→ DATASET CONTENT:
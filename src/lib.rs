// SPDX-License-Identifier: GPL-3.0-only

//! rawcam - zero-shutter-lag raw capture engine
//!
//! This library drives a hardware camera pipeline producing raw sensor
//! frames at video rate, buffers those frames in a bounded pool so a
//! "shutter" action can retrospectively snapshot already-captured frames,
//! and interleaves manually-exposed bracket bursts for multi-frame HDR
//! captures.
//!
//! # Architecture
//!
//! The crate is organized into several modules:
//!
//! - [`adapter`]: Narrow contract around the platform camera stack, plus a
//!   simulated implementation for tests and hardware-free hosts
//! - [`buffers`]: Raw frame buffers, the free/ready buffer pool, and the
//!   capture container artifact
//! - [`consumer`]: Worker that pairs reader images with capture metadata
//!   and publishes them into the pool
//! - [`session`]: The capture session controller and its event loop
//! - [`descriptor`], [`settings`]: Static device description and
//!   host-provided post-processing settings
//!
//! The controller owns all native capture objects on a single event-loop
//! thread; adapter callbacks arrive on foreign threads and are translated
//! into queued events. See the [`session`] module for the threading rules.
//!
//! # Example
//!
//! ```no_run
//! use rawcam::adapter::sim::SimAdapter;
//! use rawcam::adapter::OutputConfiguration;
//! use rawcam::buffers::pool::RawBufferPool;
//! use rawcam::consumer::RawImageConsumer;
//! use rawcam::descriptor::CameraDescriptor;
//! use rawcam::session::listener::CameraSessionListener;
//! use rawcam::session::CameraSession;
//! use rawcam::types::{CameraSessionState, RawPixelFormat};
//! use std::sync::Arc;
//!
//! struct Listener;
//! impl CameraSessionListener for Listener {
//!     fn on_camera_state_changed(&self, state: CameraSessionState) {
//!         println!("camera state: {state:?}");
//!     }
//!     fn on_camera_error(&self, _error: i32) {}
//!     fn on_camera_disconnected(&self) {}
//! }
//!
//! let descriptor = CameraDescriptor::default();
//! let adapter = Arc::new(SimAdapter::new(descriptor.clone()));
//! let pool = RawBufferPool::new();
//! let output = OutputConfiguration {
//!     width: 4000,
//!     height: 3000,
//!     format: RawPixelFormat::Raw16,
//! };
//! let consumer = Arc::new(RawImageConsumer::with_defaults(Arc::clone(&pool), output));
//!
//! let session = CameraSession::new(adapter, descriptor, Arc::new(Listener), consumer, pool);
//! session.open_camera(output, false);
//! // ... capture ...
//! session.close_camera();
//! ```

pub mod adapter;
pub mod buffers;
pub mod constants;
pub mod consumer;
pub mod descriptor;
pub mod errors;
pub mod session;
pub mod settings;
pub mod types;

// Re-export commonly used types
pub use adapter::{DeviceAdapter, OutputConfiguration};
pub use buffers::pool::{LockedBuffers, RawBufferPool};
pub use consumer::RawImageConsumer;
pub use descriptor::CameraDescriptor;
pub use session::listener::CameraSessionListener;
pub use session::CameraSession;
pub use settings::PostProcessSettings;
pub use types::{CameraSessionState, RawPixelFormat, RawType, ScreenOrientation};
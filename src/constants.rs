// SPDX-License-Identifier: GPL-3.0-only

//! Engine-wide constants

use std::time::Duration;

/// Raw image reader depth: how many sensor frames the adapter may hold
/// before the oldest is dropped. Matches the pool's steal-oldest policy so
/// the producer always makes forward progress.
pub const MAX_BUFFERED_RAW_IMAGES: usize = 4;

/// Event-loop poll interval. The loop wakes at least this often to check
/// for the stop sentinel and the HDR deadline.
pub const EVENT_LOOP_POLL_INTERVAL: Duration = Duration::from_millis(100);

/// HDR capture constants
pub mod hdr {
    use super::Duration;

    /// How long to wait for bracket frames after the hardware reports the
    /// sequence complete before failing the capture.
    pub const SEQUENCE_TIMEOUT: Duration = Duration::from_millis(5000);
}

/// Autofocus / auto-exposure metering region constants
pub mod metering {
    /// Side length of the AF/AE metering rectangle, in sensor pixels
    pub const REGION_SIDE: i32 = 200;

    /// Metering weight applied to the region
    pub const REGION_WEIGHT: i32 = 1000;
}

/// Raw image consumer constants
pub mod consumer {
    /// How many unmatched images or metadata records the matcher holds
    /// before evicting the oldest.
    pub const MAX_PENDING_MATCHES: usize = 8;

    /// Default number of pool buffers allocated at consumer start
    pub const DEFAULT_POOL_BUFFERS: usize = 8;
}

→ TASK BRIEF:
All the records above need to be restated exactly, line by line.

→ REPLY TO THE TASK:
filename src/lib.rs
// SPDX-License-Identifier: GPL-3.0-only

//! rawcam - zero-shutter-lag raw capture engine
//!
//! This library drives a hardware camera pipeline producing raw sensor
//! frames at video rate, buffers those frames in a bounded pool so a
//! "shutter" action can retrospectively snapshot already-captured frames,
//! and interleaves manually-exposed bracket bursts for multi-frame HDR
//! captures.
//!
//! # Architecture
//!
//! The crate is organized into several modules:
//!
//! - [`adapter`]: Narrow contract around the platform camera stack, plus a
//!   simulated implementation for tests and hardware-free hosts
//! - [`buffers`]: Raw frame buffers, the free/ready buffer pool, and the
//!   capture container artifact
//! - [`consumer`]: Worker that pairs reader images with capture metadata
//!   and publishes them into the pool
//! - [`session`]: The capture session controller and its event loop
//! - [`descriptor`], [`settings`]: Static device description and
//!   host-provided post-processing settings
//!
//! The controller owns all native capture objects on a single event-loop
//! thread; adapter callbacks arrive on foreign threads and are translated
//! into queued events. See the [`session`] module for the threading rules.
//!
//! # Example
//!
//! ```no_run
//! use rawcam::adapter::sim::SimAdapter;
//! use rawcam::adapter::OutputConfiguration;
//! use rawcam::buffers::pool::RawBufferPool;
//! use rawcam::consumer::RawImageConsumer;
//! use rawcam::descriptor::CameraDescriptor;
//! use rawcam::session::listener::CameraSessionListener;
//! use rawcam::session::CameraSession;
//! use rawcam::types::{CameraSessionState, RawPixelFormat};
//! use std::sync::Arc;
//!
//! struct Listener;
//! impl CameraSessionListener for Listener {
//!     fn on_camera_state_changed(&self, state: CameraSessionState) {
//!         println!("camera state: {state:?}");
//!     }
//!     fn on_camera_error(&self, _error: i32) {}
//!     fn on_camera_disconnected(&self) {}
//! }
//!
//! let descriptor = CameraDescriptor::default();
//! let adapter = Arc::new(SimAdapter::new(descriptor.clone()));
//! let pool = RawBufferPool::new();
//! let output = OutputConfiguration {
//!     width: 4000,
//!     height: 3000,
//!     format: RawPixelFormat::Raw16,
//! };
//! let consumer = Arc::new(RawImageConsumer::with_defaults(Arc::clone(&pool), output));
//!
//! let session = CameraSession::new(adapter, descriptor, Arc::new(Listener), consumer, pool);
//! session.open_camera(output, false);
//! // ... capture ...
//! session.close_camera();
//! ```

pub mod adapter;
pub mod buffers;
pub mod constants;
pub mod consumer;
pub mod descriptor;
pub mod errors;
pub mod session;
pub mod settings;
pub mod types;

// Re-export commonly used types
pub use adapter::{DeviceAdapter, OutputConfiguration};
pub use buffers::pool::{LockedBuffers, RawBufferPool};
pub use consumer::RawImageConsumer;
pub use descriptor::CameraDescriptor;
pub use session::listener::CameraSessionListener;
pub use session::CameraSession;
pub use settings::PostProcessSettings;
pub use types::{CameraSessionState, RawPixelFormat, RawType, ScreenOrientation};
filename src/constants.rs
// SPDX-License-Identifier: GPL-3.0-only

//! Engine-wide constants

use std::time::Duration;

/// Raw image reader depth: how many sensor frames the adapter may hold
/// before the oldest is dropped. Matches the pool's steal-oldest policy so
/// the producer always makes forward progress.
pub const MAX_BUFFERED_RAW_IMAGES: usize = 4;

/// Event-loop poll interval. The loop wakes at least this often to check
/// for the stop sentinel and the HDR deadline.
pub const EVENT_LOOP_POLL_INTERVAL: Duration = Duration::from_millis(100);

/// HDR capture constants
pub mod hdr {
    use super::Duration;

    /// How long to wait for bracket frames after the hardware reports the
    /// sequence complete before failing the capture.
    pub const SEQUENCE_TIMEOUT: Duration = Duration::from_millis(5000);
}

/// Autofocus / auto-exposure metering region constants
pub mod metering {
    /// Side length of the AF/AE metering rectangle, in sensor pixels
    pub const REGION_SIDE: i32 = 200;

    /// Metering weight applied to the region
    pub const REGION_WEIGHT: i32 = 1000;
}

/// Raw image consumer constants
pub mod consumer {
    /// How many unmatched images or metadata records the matcher holds
    /// before evicting the oldest.
    pub const MAX_PENDING_MATCHES: usize = 8;

    /// Default number of pool buffers allocated at consumer start
    pub const DEFAULT_POOL_BUFFERS: usize = 8;
}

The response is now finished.